The Problem With Open Source

Open Source software has been on my mind a lot the last few weeks with regards to a problem that exists within the community.

The world is built on the shoulders of Open Source software. If you look at any tech startup out there,  they are more public code than proprietary. We leverage open source as a starting point for new ventures and new innovation.  Even large companies – the Googles and Facebooks of the world would not run without that foundation of open source code.

The reliance on Open Source inflates the risks. Bugs in open source come at huge costs due to the amount of shared code by everybody. The direct costs of a bug or security vulnerability could be massive.  For example, the estimated cost to fix the Heartbleed vulnerability in OpenSSL was $500,000,000. There are indirect costs as well, relying on goodwill of volunteers means you can’t have the best people work on the hardest problems.

Yet, despite the critical nature of this code the vast majority of work on open source goes unpaid.  Most projects are started out of personal interest – an often fleeting commitment.
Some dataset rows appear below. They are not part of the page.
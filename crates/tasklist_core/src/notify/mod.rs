//! Reminder notifications.
//!
//! Thin capability layer over the host notification API; see `sink`.

pub mod sink;
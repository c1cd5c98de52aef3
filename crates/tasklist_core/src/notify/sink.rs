//! Notification permission cache and display wrapper.
//!
//! # Responsibility
//! - Ask the platform for notification permission at most once.
//! - Turn a due task into a titled, tagged notification.
//!
//! # Invariants
//! - Nothing is displayed unless the cached permission is `Granted`.
//! - Suppressed or failed notifications are never queued or retried.
//! - `show` never returns an error to its caller.

use crate::model::task::{Task, TaskId};
use log::{debug, info, warn};
use std::error::Error;
use std::fmt::{Display, Formatter};

/// Title used for every reminder notification.
pub const NOTIFICATION_TITLE: &str = "Task Reminder";

/// Platform notification permission state.
#[derive(Debug, Clone, Copy, PartialEq, Eq, Hash)]
pub enum Permission {
    Granted,
    Denied,
    /// The user has not decided yet.
    Default,
}

impl Permission {
    /// Stable lowercase name used in logs.
    pub fn as_str(self) -> &'static str {
        match self {
            Self::Granted => "granted",
            Self::Denied => "denied",
            Self::Default => "default",
        }
    }
}

/// Notification payload handed to the platform.
#[derive(Debug, Clone, PartialEq, Eq)]
pub struct Notification {
    pub title: String,
    pub body: String,
    /// Same-tag notifications replace each other instead of stacking.
    pub tag: String,
    pub require_interaction: bool,
}

impl Notification {
    /// Builds the reminder notification for `task`.
    pub fn for_task(task: &Task) -> Self {
        Self {
            title: NOTIFICATION_TITLE.to_string(),
            body: task.text.clone(),
            tag: task_tag(task.id),
            require_interaction: true,
        }
    }
}

/// Coalescing tag for a task's notifications.
pub fn task_tag(task_id: TaskId) -> String {
    format!("task-{task_id}")
}

#[derive(Debug, Clone, PartialEq, Eq)]
pub enum NotificationError {
    Platform(String),
}

impl Display for NotificationError {
    fn fmt(&self, f: &mut Formatter<'_>) -> std::fmt::Result {
        match self {
            Self::Platform(message) => write!(f, "notification platform error: {message}"),
        }
    }
}

impl Error for NotificationError {}

/// Host notification capability.
pub trait NotificationPlatform {
    /// Current permission without prompting.
    fn permission(&self) -> Permission;
    /// Prompts the user (where supported) and returns the decision.
    fn request_permission(&self) -> Permission;
    fn display(&self, notification: &Notification) -> Result<(), NotificationError>;
}

/// Headless platform that writes notifications to the log.
#[derive(Debug, Clone, Copy)]
pub struct LogNotificationPlatform {
    permission: Permission,
}

impl LogNotificationPlatform {
    /// Creates a platform that always reports `permission`.
    pub fn new(permission: Permission) -> Self {
        Self { permission }
    }
}

impl Default for LogNotificationPlatform {
    fn default() -> Self {
        Self::new(Permission::Granted)
    }
}

impl NotificationPlatform for LogNotificationPlatform {
    fn permission(&self) -> Permission {
        self.permission
    }

    fn request_permission(&self) -> Permission {
        self.permission
    }

    fn display(&self, notification: &Notification) -> Result<(), NotificationError> {
        info!(
            "event=notification_display module=notify status=ok tag={} title={}",
            notification.tag, notification.title
        );
        Ok(())
    }
}

/// What `NotificationSink::show` did.
#[derive(Debug, Clone, Copy, PartialEq, Eq)]
pub enum ShowOutcome {
    Displayed,
    /// Not shown because permission is not granted.
    Suppressed(Permission),
    /// The platform rejected the notification.
    Failed,
}

/// Permission-aware front for a `NotificationPlatform`.
pub struct NotificationSink {
    platform: Box<dyn NotificationPlatform>,
    permission: Permission,
    requested: bool,
}

impl NotificationSink {
    /// Wraps `platform`, caching its current permission without prompting.
    pub fn new(platform: Box<dyn NotificationPlatform>) -> Self {
        let permission = platform.permission();
        Self {
            platform,
            permission,
            requested: false,
        }
    }

    /// Cached permission decision.
    pub fn permission(&self) -> Permission {
        self.permission
    }

    /// Prompts once while the decision is still `Default`.
    ///
    /// Later calls return the cached value without touching the platform.
    pub fn request_permission(&mut self) -> Permission {
        if self.requested || self.permission != Permission::Default {
            return self.permission;
        }
        self.requested = true;
        self.permission = self.platform.request_permission();
        info!(
            "event=notification_permission module=notify status=ok permission={}",
            self.permission.as_str()
        );
        self.permission
    }

    /// Displays a reminder for `task` if permitted.
    pub fn show(&self, task: &Task) -> ShowOutcome {
        if self.permission != Permission::Granted {
            debug!(
                "event=notification_show module=notify status=suppressed task_id={} permission={}",
                task.id,
                self.permission.as_str()
            );
            return ShowOutcome::Suppressed(self.permission);
        }

        match self.platform.display(&Notification::for_task(task)) {
            Ok(()) => {
                debug!(
                    "event=notification_show module=notify status=ok task_id={}",
                    task.id
                );
                ShowOutcome::Displayed
            }
            Err(err) => {
                warn!(
                    "event=notification_show module=notify status=error task_id={} error={}",
                    task.id, err
                );
                ShowOutcome::Failed
            }
        }
    }
}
There is little accountability and in fact as has happened time and time again these developers burnout and abandon popular projects.  Were you to do ‘due diligence’ on any of these projects you would find that 30% of the top 133 projects on Github are maintained by a single person, that the next 34% have only 2 contributors.  These are at risk of being abandoned quietly or at short notice.  Key pieces of supporting infrastructure such as package management services need to be up, but are maintained by people who need to book vacation days from their paying jobs to do so.

Github was launched in 2008 and with it, a new wave of open source developers started to dip their toes into it.  These open source boomers are becoming more senior, they are realising the value of the code they write, and they are starting families that vie for their time and attention. For many of these developers burnout is real and they increasingly need to justify their continued involvement.  If we ignore this problem the code we all rely on for a functioning internet could be abandoned.

It is a growing problem for which something must be done.